Mid-caps were once again more subdued during the week. As seen in recent weeks, the volatility in frontline stocks is mostly absent in smaller stocks as trader interest is clearly in the large caps. There were significant out performers in the mid-cap space during the week like Titan and Godrej Industries. The CNX Mid-Cap 100 index gained 29 points or 0.74 per cent during the week. Domestic economic and regulatory action - The mid-year economic review of the central government has projected a growth rate of 7 per cent for the current year, somewhat lower considering the 8 per cent growth achieved during the first half. The government expects both the service and manufacturing sectors to grow around 10 per cent each. Farm sector growth has been projected at 3 per cent.
The review has voiced concerns about the deceleration in electricity generation and mining. The performance of the oil sector was also lower than expectations. These critical sectors can pull down the overall growth rates in subsequent quarters as a decline in the infrastructure sector impacts other sectors with a lag.
- The finance minister is much more bullish than the official economic review. Though he did not give any specific targets, he expects the economy to do better in the second half than in the first. That would mean a growth rate in excess of 8 per cent for the second quarter and full year as well. The minister expects year end inflation to be around 5 per cent.

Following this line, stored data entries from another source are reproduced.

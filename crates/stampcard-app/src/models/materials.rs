//! Study material lists.

use super::nullable;
use serde::{Deserialize, Serialize};

/// `materials/{uid}`: the textbooks, decks and courses a user logs against.
#[derive(Debug, Clone, Default, PartialEq, Eq, Serialize, Deserialize)]
pub struct MaterialList {
    #[serde(default, deserialize_with = "nullable")]
    pub list: Vec<String>,
}

impl MaterialList {
    /// Add a material. Blank names are ignored and duplicates kept once.
    ///
    /// Returns the trimmed name when the list changed.
    pub fn add(&mut self, name: &str) -> Option<String> {
        let name = name.trim();
        if name.is_empty() || self.contains(name) {
            return None;
        }
        self.list.push(name.to_string());
        Some(name.to_string())
    }

    /// Remove a material. Returns whether it was present.
    pub fn remove(&mut self, name: &str) -> bool {
        let before = self.list.len();
        self.list.retain(|m| m != name.trim());
        self.list.len() != before
    }

    pub fn contains(&self, name: &str) -> bool {
        self.list.iter().any(|m| m == name.trim())
    }
}

#[cfg(test)]
mod tests {
    use super::*;

    #[test]
    fn add_trims_and_dedups() {
        let mut list = MaterialList::default();
        assert_eq!(list.add("  Kanji deck "), Some("Kanji deck".to_string()));
        assert_eq!(list.add("Kanji deck"), None);
        assert_eq!(list.add("   "), None);
        assert_eq!(list.add("Grammar"), Some("Grammar".to_string()));
        assert_eq!(list.list, vec!["Kanji deck", "Grammar"]);
    }

    #[test]
    fn remove() {
        let mut list = MaterialList {
            list: vec!["a".into(), "b".into()],
        };
        assert!(list.remove("a"));
        assert!(!list.remove("a"));
        assert_eq!(list.list, vec!["b"]);
    }
}
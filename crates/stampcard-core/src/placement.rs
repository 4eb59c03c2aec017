//! Stamp placement rules.
//!
//! A slot moves through three states:
//!
//! ```text
//! Locked ──(progress)──► UnlockedEmpty ──(place)──► Placed ──(place)──► Placed
//! ```
//!
//! Nothing may be placed while a slot is locked. Placing onto a placed slot
//! overwrites its artifact.

use crate::error::{CoreError, Result};
use std::fmt;

/// Opaque reference to a hosted stamp image (usually a URL).
#[derive(Debug, Clone, PartialEq, Eq, Hash, PartialOrd, Ord)]
#[cfg_attr(feature = "serde", derive(serde::Serialize, serde::Deserialize))]
#[cfg_attr(feature = "serde", serde(transparent))]
pub struct ArtifactRef(String);

impl ArtifactRef {
    /// Wrap a reference string.
    pub fn new(reference: impl Into<String>) -> Self {
        Self(reference.into())
    }

    /// The raw reference.
    pub fn as_str(&self) -> &str {
        &self.0
    }

    /// Consume into the raw reference.
    pub fn into_inner(self) -> String {
        self.0
    }
}

impl fmt::Display for ArtifactRef {
    fn fmt(&self, f: &mut fmt::Formatter<'_>) -> fmt::Result {
        f.write_str(&self.0)
    }
}

/// A stamp sitting in one slot of a board.
#[derive(Debug, Clone, PartialEq, Eq, Hash)]
#[cfg_attr(feature = "serde", derive(serde::Serialize, serde::Deserialize))]
pub struct StampPlacement {
    pub slot: u64,
    #[cfg_attr(feature = "serde", serde(rename = "imageUri"))]
    pub artifact: ArtifactRef,
}

impl StampPlacement {
    pub fn new(slot: u64, artifact: ArtifactRef) -> Self {
        Self { slot, artifact }
    }
}

/// Placement state of a single slot.
#[derive(Debug, Clone, Copy, PartialEq, Eq)]
pub enum SlotStatus {
    Locked,
    UnlockedEmpty,
    Placed,
}

/// Classify a slot for the placement state machine.
///
/// A slot that already holds a stamp is `Placed` even when it sits beyond
/// the unlocked count.
pub fn slot_status(slot: u64, unlocked: u64, placed: bool) -> SlotStatus {
    if placed {
        SlotStatus::Placed
    } else if slot >= unlocked {
        SlotStatus::Locked
    } else {
        SlotStatus::UnlockedEmpty
    }
}

/// Check that `slot` may receive a stamp on a board with `unlocked` slots.
///
/// This applies to overwrites too: a placed slot that fell outside the
/// unlocked range keeps its stamp but cannot be stamped again.
pub fn ensure_unlocked(slot: u64, unlocked: u64) -> Result<()> {
    if slot >= unlocked {
        return Err(CoreError::SlotLocked { slot, unlocked });
    }
    Ok(())
}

India has emerged as the second most preferred destination for foreign investment ahead of the US, according to a survey conducted among private companies and executives. The US was voted as the second most preferred destination followed by India last year. China continues to maintain its first position. (See: India pushes past the US as global FDI hotspot: AT Kearney )
- Wholesale price inflation for the week ended 26 November rose to 4.54 per cent from 4.32 per cent for the previous week. Inflation was above 7 per cent during the same week of last year as higher oil prices started to have its impact.

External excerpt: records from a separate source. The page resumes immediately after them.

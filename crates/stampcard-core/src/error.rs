//! Error types for stampcard-core.

use thiserror::Error;

/// Result type for stampcard-core operations.
pub type Result<T> = std::result::Result<T, CoreError>;

/// Errors raised by the pure stamp card logic.
#[derive(Debug, Clone, PartialEq, Error)]
pub enum CoreError {
    /// The slot is not unlocked on the target board.
    #[error("slot {slot} is locked: only {unlocked} slots are unlocked")]
    SlotLocked { slot: u64, unlocked: u64 },

    /// Boards need at least one slot per page.
    #[error("page size must be at least 1")]
    InvalidPageSize,

    /// Metric name not one of hours, pages, questions.
    #[error("unknown metric: {0}")]
    UnknownMetric(String),

    /// Unlock thresholds must be positive and finite.
    #[error("invalid threshold {threshold} for {metric} condition")]
    InvalidThreshold { metric: &'static str, threshold: f64 },

    /// Study amounts must be positive and finite.
    #[error("invalid amount: {0}")]
    InvalidAmount(f64),
}
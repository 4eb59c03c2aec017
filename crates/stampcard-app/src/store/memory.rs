//! In-process document store.
//!
//! Backs the CLI and the tests. Optionally persisted to a JSON file between
//! runs. Writes to chosen collection prefixes can be made to fail, to
//! exercise partial-failure paths.

use super::{
    CollectionPath, Document, DocumentStore, FieldUpdate, Fields, Query, Subscription, Write,
};
use crate::error::{Error, Result};
use async_trait::async_trait;
use serde_json::Value;
use std::collections::{BTreeMap, BTreeSet};
use std::path::Path;
use tokio::sync::{mpsc, RwLock};
use tracing::{debug, info};

type Collections = BTreeMap<CollectionPath, BTreeMap<String, Fields>>;

struct Subscriber {
    query: Query,
    tx: mpsc::UnboundedSender<Vec<Document>>,
}

#[derive(Default)]
struct Inner {
    collections: Collections,
    subscribers: Vec<Subscriber>,
    failing: BTreeSet<String>,
    commits: u64,
}

impl Inner {
    fn documents(&self, collection: &CollectionPath) -> Vec<Document> {
        self.collections
            .get(collection)
            .map(|docs| {
                docs.iter()
                    .map(|(id, fields)| Document::new(collection.clone(), id.clone(), fields.clone()))
                    .collect()
            })
            .unwrap_or_default()
    }

    fn run(&self, query: &Query) -> Vec<Document> {
        query.apply(self.documents(&query.collection))
    }

    fn apply(&mut self, write: Write) {
        match write {
            Write::Set {
                collection,
                id,
                fields,
                merge,
            } => {
                let docs = self.collections.entry(collection).or_default();
                match docs.get_mut(&id) {
                    Some(existing) if merge => existing.extend(fields),
                    _ => {
                        docs.insert(id, fields);
                    }
                }
            }
            Write::Update {
                collection,
                id,
                updates,
            } => {
                let doc = self
                    .collections
                    .entry(collection)
                    .or_default()
                    .entry(id)
                    .or_default();
                for (field, update) in updates {
                    apply_field(doc, field, update);
                }
            }
            Write::Delete { collection, id } => {
                if let Some(docs) = self.collections.get_mut(&collection) {
                    docs.remove(&id);
                    if docs.is_empty() {
                        self.collections.remove(&collection);
                    }
                }
            }
        }
    }

    /// Push fresh snapshots to subscribers of the touched collections and
    /// drop subscribers whose receiver is gone.
    fn notify(&mut self, touched: &BTreeSet<CollectionPath>) {
        let subscribers = std::mem::take(&mut self.subscribers);
        let kept: Vec<Subscriber> = subscribers
            .into_iter()
            .filter(|sub| {
                if sub.tx.is_closed() {
                    return false;
                }
                if !touched.contains(&sub.query.collection) {
                    return true;
                }
                sub.tx.send(self.run(&sub.query)).is_ok()
            })
            .collect();
        self.subscribers = kept;
    }
}

fn apply_field(doc: &mut Fields, field: String, update: FieldUpdate) {
    match update {
        FieldUpdate::Set(value) => {
            doc.insert(field, value);
        }
        FieldUpdate::Increment(delta) => {
            if !delta.is_finite() {
                return;
            }
            let current = doc.get(&field).and_then(Value::as_f64).unwrap_or(0.0);
            doc.insert(field, Value::from(current + delta));
        }
        FieldUpdate::Remove => {
            doc.remove(&field);
        }
    }
}

/// Document store held in memory.
#[derive(Default)]
pub struct MemoryStore {
    inner: RwLock<Inner>,
}

impl MemoryStore {
    /// Create an empty store.
    pub fn new() -> Self {
        Self::default()
    }

    /// Load a store from a JSON data file, or start empty if it does not exist.
    pub async fn open<P: AsRef<Path>>(path: P) -> Result<Self> {
        let path = path.as_ref();
        let store = Self::new();
        match tokio::fs::read(path).await {
            Ok(bytes) => {
                let raw: BTreeMap<String, BTreeMap<String, Fields>> = serde_json::from_slice(&bytes)?;
                let mut inner = store.inner.write().await;
                inner.collections = raw
                    .into_iter()
                    .map(|(path, docs)| (CollectionPath::new(path), docs))
                    .collect();
                info!("Loaded {} collections from {:?}", inner.collections.len(), path);
                drop(inner);
            }
            Err(e) if e.kind() == std::io::ErrorKind::NotFound => {
                debug!("No data file at {:?}, starting empty", path);
            }
            Err(e) => return Err(e.into()),
        }
        Ok(store)
    }

    /// Write every collection to a JSON data file.
    pub async fn save<P: AsRef<Path>>(&self, path: P) -> Result<()> {
        let path = path.as_ref();
        let bytes = {
            let inner = self.inner.read().await;
            let raw: BTreeMap<&str, &BTreeMap<String, Fields>> = inner
                .collections
                .iter()
                .map(|(path, docs)| (path.as_str(), docs))
                .collect();
            serde_json::to_vec_pretty(&raw)?
        };
        if let Some(parent) = path.parent().filter(|p| !p.as_os_str().is_empty()) {
            tokio::fs::create_dir_all(parent).await?;
        }
        tokio::fs::write(path, bytes).await?;
        debug!("Saved store to {:?}", path);
        Ok(())
    }

    /// Make every write under `prefix` fail with [`Error::Unavailable`].
    pub async fn fail_writes(&self, prefix: impl Into<String>) {
        self.inner.write().await.failing.insert(prefix.into());
    }

    /// Stop failing writes under `prefix`.
    pub async fn heal(&self, prefix: &str) {
        self.inner.write().await.failing.remove(prefix);
    }

    /// Number of batches committed so far.
    pub async fn commit_count(&self) -> u64 {
        self.inner.read().await.commits
    }

    /// Live subscriptions still registered.
    pub async fn subscriber_count(&self) -> usize {
        let mut inner = self.inner.write().await;
        inner.subscribers.retain(|s| !s.tx.is_closed());
        inner.subscribers.len()
    }
}

#[async_trait]
impl DocumentStore for MemoryStore {
    async fn get(&self, collection: &CollectionPath, id: &str) -> Result<Option<Document>> {
        let inner = self.inner.read().await;
        Ok(inner
            .collections
            .get(collection)
            .and_then(|docs| docs.get(id))
            .map(|fields| Document::new(collection.clone(), id, fields.clone())))
    }

    async fn query(&self, query: &Query) -> Result<Vec<Document>> {
        Ok(self.inner.read().await.run(query))
    }

    async fn commit(&self, writes: Vec<Write>) -> Result<()> {
        let mut inner = self.inner.write().await;

        if let Some(write) = writes.iter().find(|w| {
            inner
                .failing
                .iter()
                .any(|prefix| w.collection().starts_with(prefix))
        }) {
            return Err(Error::Unavailable(format!(
                "writes to {} are failing",
                write.collection()
            )));
        }

        let touched: BTreeSet<CollectionPath> =
            writes.iter().map(|w| w.collection().clone()).collect();
        for write in writes {
            inner.apply(write);
        }
        inner.commits += 1;
        inner.notify(&touched);
        Ok(())
    }

    async fn subscribe(&self, query: Query) -> Result<Subscription> {
        let (tx, rx) = mpsc::unbounded_channel();
        let mut inner = self.inner.write().await;
        // receiver is alive, so the initial send cannot fail
        let _ = tx.send(inner.run(&query));
        inner.subscribers.push(Subscriber {
            query: query.clone(),
            tx,
        });
        Ok(Subscription::new(query, rx))
    }
}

Industry Developments - Weak November despatch figures reported by the large cement companies have baffled many analysts. After encouraging numbers reported during the previous 2 months, the numbers were expected to improve during the month. The industry reported a growth rate of just above 2 per cent for November as against 5 per cent during October.

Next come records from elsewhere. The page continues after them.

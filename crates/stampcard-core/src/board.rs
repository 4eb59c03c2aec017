//! Board reconciliation.
//!
//! A board is a run of slots split into fixed-size pages. Given the unlocked
//! count and the placed stamps, every slot is in exactly one state:
//!
//! - `Stamped` if a placement exists at the index (even past the unlocked count)
//! - `Locked` if the index is at or past the unlocked count
//! - `UnlockedEmpty` otherwise
//!
//! Slot states are computed on demand, so a board with millions of unlocked
//! slots costs no more than its placements.

use crate::error::{CoreError, Result};
use crate::placement::{ArtifactRef, StampPlacement};
use std::collections::BTreeMap;

/// Slots per page in the stamp card layout.
pub const DEFAULT_PAGE_SIZE: usize = 10;

/// Display state of a slot.
#[derive(Debug, Clone, Copy, PartialEq, Eq, Hash)]
#[cfg_attr(feature = "serde", derive(serde::Serialize, serde::Deserialize))]
#[cfg_attr(feature = "serde", serde(rename_all = "snake_case"))]
pub enum SlotState {
    Locked,
    UnlockedEmpty,
    Stamped,
}

/// One reconciled slot.
#[derive(Debug, Clone, PartialEq, Eq)]
#[cfg_attr(feature = "serde", derive(serde::Serialize, serde::Deserialize))]
pub struct Slot {
    /// Global index on the board
    pub index: u64,
    /// Page the slot is drawn on
    pub page: u64,
    /// Position within its page
    pub position: usize,
    pub state: SlotState,
    /// Stamp image, present only for stamped slots
    pub artifact: Option<ArtifactRef>,
}

/// Map a global slot index to `(page, position)`.
///
/// # Panics
///
/// Panics if `page_size` is zero.
pub fn slot_position(index: u64, page_size: usize) -> (u64, usize) {
    let size = page_size as u64;
    (index / size, (index % size) as usize)
}

/// Number of pages needed to show every unlocked and every placed slot.
///
/// Always at least 1.
pub fn page_count(unlocked: u64, highest_placed: Option<u64>, page_size: usize) -> Result<u64> {
    if page_size == 0 {
        return Err(CoreError::InvalidPageSize);
    }
    let needed = highest_placed
        .map(|h| h.saturating_add(1))
        .unwrap_or(0)
        .max(unlocked);
    Ok(needed.div_ceil(page_size as u64).max(1))
}

/// A reconciled, paginated stamp board.
#[derive(Debug, Clone, PartialEq, Eq)]
pub struct Board {
    unlocked: u64,
    page_size: usize,
    page_count: u64,
    placements: BTreeMap<u64, ArtifactRef>,
}

impl Board {
    /// Build a board from the unlocked count and the placed stamps.
    ///
    /// Duplicate placements for one slot keep the last one.
    pub fn reconcile(unlocked: u64, placements: &[StampPlacement], page_size: usize) -> Result<Self> {
        let placements: BTreeMap<u64, ArtifactRef> = placements
            .iter()
            .map(|p| (p.slot, p.artifact.clone()))
            .collect();
        let highest = placements.keys().next_back().copied();
        let page_count = page_count(unlocked, highest, page_size)?;

        Ok(Self {
            unlocked,
            page_size,
            page_count,
            placements,
        })
    }

    pub fn unlocked(&self) -> u64 {
        self.unlocked
    }

    pub fn page_size(&self) -> usize {
        self.page_size
    }

    pub fn page_count(&self) -> u64 {
        self.page_count
    }

    /// Total slots across all pages.
    pub fn slot_count(&self) -> u64 {
        self.page_count.saturating_mul(self.page_size as u64)
    }

    /// Stamps on the board, by slot.
    pub fn placements(&self) -> &BTreeMap<u64, ArtifactRef> {
        &self.placements
    }

    /// State of a slot, or `None` past the last page.
    pub fn state(&self, index: u64) -> Option<SlotState> {
        if index >= self.slot_count() {
            return None;
        }
        Some(if self.placements.contains_key(&index) {
            SlotState::Stamped
        } else if index >= self.unlocked {
            SlotState::Locked
        } else {
            SlotState::UnlockedEmpty
        })
    }

    /// Full slot description, or `None` past the last page.
    pub fn slot(&self, index: u64) -> Option<Slot> {
        let state = self.state(index)?;
        let (page, position) = slot_position(index, self.page_size);
        Some(Slot {
            index,
            page,
            position,
            state,
            artifact: self.placements.get(&index).cloned(),
        })
    }

    /// All slots of one page, in position order.
    pub fn page(&self, page: u64) -> Option<Vec<Slot>> {
        if page >= self.page_count {
            return None;
        }
        let start = page * self.page_size as u64;
        (start..start.saturating_add(self.page_size as u64))
            .map(|i| self.slot(i))
            .collect()
    }

    /// Iterate over every slot on the board.
    pub fn slots(&self) -> impl Iterator<Item = Slot> + '_ {
        (0..self.slot_count()).filter_map(move |i| self.slot(i))
    }

    /// Slots holding a stamp.
    pub fn stamped_count(&self) -> usize {
        self.placements.len()
    }

    /// Unlocked slots still waiting for a stamp.
    pub fn open_count(&self) -> u64 {
        let stamped_unlocked = self.placements.range(..self.unlocked).count() as u64;
        self.unlocked - stamped_unlocked
    }
}

#[cfg(test)]
mod tests {
    use super::*;

    fn stamps(slots: &[u64]) -> Vec<StampPlacement> {
        slots
            .iter()
            .map(|&s| StampPlacement::new(s, ArtifactRef::new(format!("stamp-{}", s))))
            .collect()
    }

    #[test]
    fn empty_board_has_one_page() {
        let board = Board::reconcile(0, &[], DEFAULT_PAGE_SIZE).unwrap();
        assert_eq!(board.page_count(), 1);
        assert_eq!(board.slot_count(), 10);
        assert!(board.slots().all(|s| s.state == SlotState::Locked));
    }

    #[test]
    fn mixed_page() {
        let board = Board::reconcile(5, &stamps(&[0, 2, 7]), 10).unwrap();
        assert_eq!(board.page_count(), 1);

        let page = board.page(0).unwrap();
        let states: Vec<SlotState> = page.iter().map(|s| s.state).collect();
        use SlotState::*;
        assert_eq!(
            states,
            vec![
                Stamped,
                UnlockedEmpty,
                Stamped,
                UnlockedEmpty,
                UnlockedEmpty,
                Locked,
                Locked,
                Stamped,
                Locked,
                Locked,
            ]
        );
        assert_eq!(page[7].artifact, Some(ArtifactRef::new("stamp-7")));
        assert_eq!(page[1].artifact, None);
        assert!(board.page(1).is_none());
    }

    #[test]
    fn page_count_boundaries() {
        assert_eq!(page_count(10, None, 10).unwrap(), 1);
        assert_eq!(page_count(11, None, 10).unwrap(), 2);
        assert_eq!(page_count(0, Some(9), 10).unwrap(), 1);
        assert_eq!(page_count(0, Some(10), 10).unwrap(), 2);
        assert_eq!(page_count(3, Some(25), 10).unwrap(), 3);
        assert_eq!(page_count(0, None, 0), Err(CoreError::InvalidPageSize));
    }

    #[test]
    fn stamp_past_unlocked_stays_stamped() {
        // condition tightened after slot 14 was stamped
        let board = Board::reconcile(2, &stamps(&[14]), 10).unwrap();
        assert_eq!(board.page_count(), 2);
        assert_eq!(board.state(14), Some(SlotState::Stamped));
        assert_eq!(board.state(13), Some(SlotState::Locked));
        assert_eq!(board.state(20), None);

        let slot = board.slot(14).unwrap();
        assert_eq!((slot.page, slot.position), (1, 4));
    }

    #[test]
    fn duplicate_placement_keeps_last() {
        let placements = vec![
            StampPlacement::new(1, ArtifactRef::new("first")),
            StampPlacement::new(1, ArtifactRef::new("second")),
        ];
        let board = Board::reconcile(3, &placements, 10).unwrap();
        assert_eq!(board.stamped_count(), 1);
        assert_eq!(board.slot(1).unwrap().artifact, Some(ArtifactRef::new("second")));
    }

    #[test]
    fn open_count_ignores_stamps_past_unlocked() {
        let board = Board::reconcile(4, &stamps(&[1, 6]), 10).unwrap();
        assert_eq!(board.open_count(), 3);
        assert_eq!(board.stamped_count(), 2);
    }

    #[test]
    fn huge_unlocked_is_lazy() {
        let board = Board::reconcile(u64::MAX, &[], 10).unwrap();
        assert_eq!(board.page_count(), u64::MAX / 10 + 1);
        assert_eq!(board.state(123_456_789), Some(SlotState::UnlockedEmpty));
        assert_eq!(board.page(7).unwrap().len(), 10);
    }

    #[test]
    fn positions() {
        assert_eq!(slot_position(0, 10), (0, 0));
        assert_eq!(slot_position(9, 10), (0, 9));
        assert_eq!(slot_position(10, 10), (1, 0));
        assert_eq!(slot_position(27, 5), (5, 2));
    }
}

The weak volume numbers has led to some sell-off in cement stocks during the week. These stocks had seen a significant rally in the previous weeks on expectations of strong demand and a price hike. Lower despatches have also meant that prices have remained more or less at the same levels. Most companies were confident in October and early November about a price hike of Rs5 to Rs7 per bag.
As volume growth has remained subdued even as they enter the last quarter of the current financial year, managements of cement companies are not as confident as they were about double digit growth rates. The culprit once again, according to them, is adverse weather conditions in the form of heavy rains in most southern states.
Though these stocks could remain subdued for a quarter or so, their longer term outlook remains positive considering the huge investments expected in infrastructure and export opportunities.
- Mobile telecom companies are in no mood to slow down as the industry clocked record number of subscriber additions in November. Lower tariffs and cheaper handsets are driving volume growth for the industry. The large operators have come out with innovative schemes to attract more customers.
GSM operators recorded growth of around 5 per cent during the month and the total subscriber base crossed 55 million. The total mobile subscriber base of Bharti crossed 15 million during the month. However, the absolute number of additions by Bharti during the month was lower than the number two player, BSNL.
In the CDMA space, Tata Teleservices scored over Reliance Infocomm for the second month, adding nearly 9 lakh subscribers during the month. With this, the company's total subscriber base has crossed 7 million. Tata Teleservices is an unlisted company, though its subsidiary Tata Teleservices Maharashtra is listed. US markets, global economy and oil - US markets had another subdued week as economic data continued to give a strong outlook for the economy. Ironically, too much of strength on the economic front is bad news for the US stock markets these days. Markets reckon that continuing economic growth would prevent the US Fed from ending the interest rate hikes.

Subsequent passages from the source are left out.